__What the task asks__.
Copy each line from the listing below where the word "never" shows up.

__Data for this task__.
□ □ □ □

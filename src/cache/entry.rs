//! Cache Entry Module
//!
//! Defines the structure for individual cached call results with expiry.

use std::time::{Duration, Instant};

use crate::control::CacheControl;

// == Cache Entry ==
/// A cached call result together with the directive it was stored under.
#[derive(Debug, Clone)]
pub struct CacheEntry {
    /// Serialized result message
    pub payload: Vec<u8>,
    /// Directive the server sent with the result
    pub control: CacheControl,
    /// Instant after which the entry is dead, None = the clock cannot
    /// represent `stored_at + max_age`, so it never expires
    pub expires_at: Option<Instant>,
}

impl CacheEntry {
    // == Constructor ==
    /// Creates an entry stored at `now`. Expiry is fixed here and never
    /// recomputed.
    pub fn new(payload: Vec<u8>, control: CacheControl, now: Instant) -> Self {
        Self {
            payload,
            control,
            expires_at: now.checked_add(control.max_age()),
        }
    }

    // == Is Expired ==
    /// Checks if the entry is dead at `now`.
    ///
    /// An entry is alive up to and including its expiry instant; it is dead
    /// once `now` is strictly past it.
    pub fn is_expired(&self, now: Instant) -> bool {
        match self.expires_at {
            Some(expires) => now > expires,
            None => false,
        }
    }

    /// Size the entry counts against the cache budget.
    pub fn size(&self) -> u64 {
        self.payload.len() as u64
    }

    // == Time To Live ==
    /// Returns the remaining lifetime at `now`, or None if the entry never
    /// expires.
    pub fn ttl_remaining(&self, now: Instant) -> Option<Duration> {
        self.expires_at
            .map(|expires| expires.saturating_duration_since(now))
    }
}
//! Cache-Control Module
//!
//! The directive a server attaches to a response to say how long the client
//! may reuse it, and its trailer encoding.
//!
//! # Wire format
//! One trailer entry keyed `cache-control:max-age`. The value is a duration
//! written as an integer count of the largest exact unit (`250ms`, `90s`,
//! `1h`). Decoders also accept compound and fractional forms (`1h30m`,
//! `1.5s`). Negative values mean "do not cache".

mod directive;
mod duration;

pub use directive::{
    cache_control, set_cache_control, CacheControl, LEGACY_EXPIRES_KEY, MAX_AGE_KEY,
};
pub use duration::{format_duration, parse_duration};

□ □ □ □

__Result__.
    /// represent `stored_at + max_age`, so it never expires
    /// Creates an entry stored at `now`. Expiry is fixed here and never
    /// Returns the remaining lifetime at `now`, or None if the entry never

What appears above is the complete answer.